**Materials provided**
◇ ◇ ◇ ◇

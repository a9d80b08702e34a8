//! Canonical text emission via the `Emit` trait.
//!
//! Each AST node renders itself; containers indent their children. The
//! output is the canonical form the snapshot tests assert against;
//! anything fancier (line wrapping, comment reflow) belongs to the
//! external pretty-printer.

use super::types::{
    Attr, Decl, EnumDecl, Expr, Field, File, FnDecl, ImplDecl, Literal, Stmt, StructDecl,
    TraitDecl, Type, Variant, Visibility,
};

/// Convert an AST node to its canonical text.
pub trait Emit {
    fn emit(&self) -> String;
}

const INDENT: &str = "    ";

/// Indent every non-empty line one level.
fn indent(text: &str) -> String {
    text.lines()
        .map(|line| {
            if line.is_empty() {
                String::new()
            } else {
                format!("{INDENT}{line}")
            }
        })
        .collect::<Vec<_>>()
        .join("\n")
}

fn doc_lines(docs: &[String]) -> String {
    let mut out = String::new();
    for doc in docs {
        out.push_str("/// ");
        out.push_str(doc);
        out.push('\n');
    }
    out
}

fn derive_line(derives: &[String]) -> String {
    if derives.is_empty() {
        String::new()
    } else {
        format!("#[derive({})]\n", derives.join(", "))
    }
}

fn attr_lines(attrs: &[Attr]) -> String {
    let mut out = String::new();
    for attr in attrs {
        out.push_str(&attr.emit());
        out.push('\n');
    }
    out
}

impl Emit for Visibility {
    fn emit(&self) -> String {
        match self {
            Visibility::Pub => "pub ".to_string(),
            Visibility::PubCrate => "pub(crate) ".to_string(),
            Visibility::PubSuper => "pub(super) ".to_string(),
            Visibility::Private => String::new(),
        }
    }
}

impl Emit for Type {
    fn emit(&self) -> String {
        match self {
            Type::Path(path) => path.clone(),
            Type::Option(inner) => format!("Option<{}>", inner.emit()),
            Type::Vec(inner) => format!("Vec<{}>", inner.emit()),
            Type::Boxed(inner) => format!("Box<{}>", inner.emit()),
            Type::Map(value) => format!("IndexMap<String, {}>", value.emit()),
            Type::Result(ok, err) => format!("Result<{}, {}>", ok.emit(), err.emit()),
            Type::Unit => "()".to_string(),
        }
    }
}

impl Emit for Attr {
    fn emit(&self) -> String {
        match self {
            Attr::SerdeRename(name) => format!("#[serde(rename = \"{}\")]", escape(name)),
            Attr::SerdeRenameAll(style) => format!("#[serde(rename_all = \"{style}\")]"),
            Attr::SerdeTag(tag) => format!("#[serde(tag = \"{}\")]", escape(tag)),
            Attr::SerdeUntagged => "#[serde(untagged)]".to_string(),
            Attr::SerdeDenyUnknownFields => "#[serde(deny_unknown_fields)]".to_string(),
            Attr::SerdeFlatten => "#[serde(flatten)]".to_string(),
            Attr::SerdeTransparent => "#[serde(transparent)]".to_string(),
            Attr::SerdeDefault => "#[serde(default)]".to_string(),
            Attr::SerdeSkipSerializingIfNone => {
                "#[serde(skip_serializing_if = \"Option::is_none\")]".to_string()
            }
            Attr::SerdeAlias(name) => format!("#[serde(alias = \"{}\")]", escape(name)),
            Attr::Custom(text) => text.clone(),
        }
    }
}

fn escape(s: &str) -> String {
    s.replace('\\', "\\\\").replace('"', "\\\"")
}

impl Emit for Literal {
    fn emit(&self) -> String {
        match self {
            Literal::Str(s) => format!("\"{}\"", escape(s)),
            Literal::Int(i) => i.to_string(),
            Literal::Float(f) => f.to_string(),
            Literal::Bool(b) => b.to_string(),
        }
    }
}

impl Emit for Expr {
    fn emit(&self) -> String {
        match self {
            Expr::Path(path) => path.clone(),
            Expr::Literal(lit) => lit.emit(),
            Expr::Call { callee, args } => {
                let args: Vec<_> = args.iter().map(Emit::emit).collect();
                format!("{}({})", callee.emit(), args.join(", "))
            }
            Expr::MethodCall {
                receiver,
                method,
                args,
            } => {
                let args: Vec<_> = args.iter().map(Emit::emit).collect();
                format!("{}.{}({})", receiver.emit(), method, args.join(", "))
            }
            Expr::FieldAccess { receiver, field } => {
                format!("{}.{}", receiver.emit(), field)
            }
            Expr::StructLit { name, fields } => {
                if fields.is_empty() {
                    format!("{name} {{}}")
                } else {
                    let fields: Vec<_> = fields
                        .iter()
                        .map(|(field, value)| {
                            let value = value.emit();
                            if *field == value {
                                field.clone()
                            } else {
                                format!("{field}: {value}")
                            }
                        })
                        .collect();
                    format!("{name} {{ {} }}", fields.join(", "))
                }
            }
            Expr::Try(inner) => format!("{}?", inner.emit()),
            Expr::Await(inner) => format!("{}.await", inner.emit()),
            Expr::Ref(inner) => format!("&{}", inner.emit()),
            Expr::Raw(text) => text.clone(),
        }
    }
}

fn emit_body(body: &[Stmt]) -> String {
    body.iter().map(Emit::emit).collect::<Vec<_>>().join("\n")
}

impl Emit for Stmt {
    fn emit(&self) -> String {
        match self {
            Stmt::Let {
                name,
                mutable,
                init,
            } => {
                let mutable = if *mutable { "mut " } else { "" };
                format!("let {mutable}{name} = {};", init.emit())
            }
            Stmt::Expr(expr) => format!("{};", expr.emit()),
            Stmt::Return(None) => "return;".to_string(),
            Stmt::Return(Some(expr)) => format!("return {};", expr.emit()),
            Stmt::Match { scrutinee, arms } => {
                let mut out = format!("match {} {{\n", scrutinee.emit());
                for (pattern, body) in arms {
                    out.push_str(&indent(&format!(
                        "{pattern} => {{\n{}\n}}",
                        indent(&emit_body(body))
                    )));
                    out.push('\n');
                }
                out.push('}');
                out
            }
            Stmt::If {
                cond,
                then_body,
                else_body,
            } => {
                let mut out = format!(
                    "if {} {{\n{}\n}}",
                    cond.emit(),
                    indent(&emit_body(then_body))
                );
                if let Some(else_body) = else_body {
                    out.push_str(&format!(" else {{\n{}\n}}", indent(&emit_body(else_body))));
                }
                out
            }
            Stmt::Raw(text) => text.clone(),
        }
    }
}

impl Emit for Field {
    fn emit(&self) -> String {
        format!(
            "{}{}{}{}: {},",
            doc_lines(&self.docs),
            attr_lines(&self.attrs),
            self.vis.emit(),
            self.name,
            self.ty.emit()
        )
    }
}

impl Emit for StructDecl {
    fn emit(&self) -> String {
        let header = format!(
            "{}{}{}{}struct {}",
            doc_lines(&self.docs),
            derive_line(&self.derives),
            attr_lines(&self.attrs),
            self.vis.emit(),
            self.name
        );
        if self.fields.is_empty() {
            return format!("{header} {{}}");
        }
        let fields: Vec<_> = self.fields.iter().map(Emit::emit).collect();
        format!("{header} {{\n{}\n}}", indent(&fields.join("\n")))
    }
}

impl Emit for Variant {
    fn emit(&self) -> String {
        let payload = if self.payload.is_empty() {
            String::new()
        } else {
            let types: Vec<_> = self.payload.iter().map(Emit::emit).collect();
            format!("({})", types.join(", "))
        };
        format!(
            "{}{}{}{},",
            doc_lines(&self.docs),
            attr_lines(&self.attrs),
            self.name,
            payload
        )
    }
}

impl Emit for EnumDecl {
    fn emit(&self) -> String {
        let header = format!(
            "{}{}{}{}enum {}",
            doc_lines(&self.docs),
            derive_line(&self.derives),
            attr_lines(&self.attrs),
            self.vis.emit(),
            self.name
        );
        if self.variants.is_empty() {
            return format!("{header} {{}}");
        }
        let variants: Vec<_> = self.variants.iter().map(Emit::emit).collect();
        format!("{header} {{\n{}\n}}", indent(&variants.join("\n")))
    }
}

impl Emit for FnDecl {
    fn emit(&self) -> String {
        let asyncness = if self.is_async { "async " } else { "" };
        let mut params: Vec<String> = Vec::new();
        if let Some(receiver) = &self.receiver {
            params.push(receiver.clone());
        }
        params.extend(
            self.params
                .iter()
                .map(|p| format!("{}: {}", p.name, p.ty.emit())),
        );
        let return_type = self
            .return_type
            .as_ref()
            .map(|ty| format!(" -> {}", ty.emit()))
            .unwrap_or_default();
        let signature = format!(
            "{}{}{asyncness}fn {}({}){return_type}",
            doc_lines(&self.docs),
            self.vis.emit(),
            self.name,
            params.join(", ")
        );
        match &self.body {
            None => format!("{signature};"),
            Some(body) if body.is_empty() => format!("{signature} {{}}"),
            Some(body) => format!("{signature} {{\n{}\n}}", indent(&emit_body(body))),
        }
    }
}

impl Emit for ImplDecl {
    fn emit(&self) -> String {
        let generics = self.generics.as_deref().unwrap_or_default();
        let header = match &self.trait_name {
            Some(trait_name) => format!("impl{generics} {trait_name} for {}", self.target),
            None => format!("impl{generics} {}", self.target),
        };
        if self.fns.is_empty() {
            return format!("{header} {{}}");
        }
        let fns: Vec<_> = self.fns.iter().map(Emit::emit).collect();
        format!("{header} {{\n{}\n}}", indent(&fns.join("\n\n")))
    }
}

impl Emit for TraitDecl {
    fn emit(&self) -> String {
        let header = format!(
            "{}{}trait {}",
            doc_lines(&self.docs),
            self.vis.emit(),
            self.name
        );
        if self.fns.is_empty() {
            return format!("{header} {{}}");
        }
        let fns: Vec<_> = self.fns.iter().map(Emit::emit).collect();
        format!("{header} {{\n{}\n}}", indent(&fns.join("\n\n")))
    }
}

impl Emit for Decl {
    fn emit(&self) -> String {
        match self {
            Decl::Use(path) => format!("use {path};"),
            Decl::Module {
                name,
                vis,
                docs,
                decls,
            } => {
                let body: Vec<_> = decls.iter().map(Emit::emit).collect();
                format!(
                    "{}{}mod {name} {{\n{}\n}}",
                    doc_lines(docs),
                    vis.emit(),
                    indent(&body.join("\n\n"))
                )
            }
            Decl::Struct(decl) => decl.emit(),
            Decl::Enum(decl) => decl.emit(),
            Decl::TypeAlias {
                name,
                vis,
                docs,
                ty,
            } => format!("{}{}type {name} = {};", doc_lines(docs), vis.emit(), ty.emit()),
            Decl::Impl(decl) => decl.emit(),
            Decl::Trait(decl) => decl.emit(),
            Decl::Fn(decl) => decl.emit(),
            Decl::Raw(text) => text.clone(),
        }
    }
}

impl Emit for File {
    fn emit(&self) -> String {
        let mut out = String::new();
        for doc in &self.docs {
            out.push_str("//! ");
            out.push_str(doc);
            out.push('\n');
        }
        if !self.docs.is_empty() {
            out.push('\n');
        }
        let decls: Vec<_> = self.decls.iter().map(Emit::emit).collect();
        out.push_str(&decls.join("\n\n"));
        out.push('\n');
        out
    }
}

◇ ◇ ◇ ◇

**Task to carry out**
A single number is the answer here: the count of lines in the material above holding the string "payload".

**Written reply**
3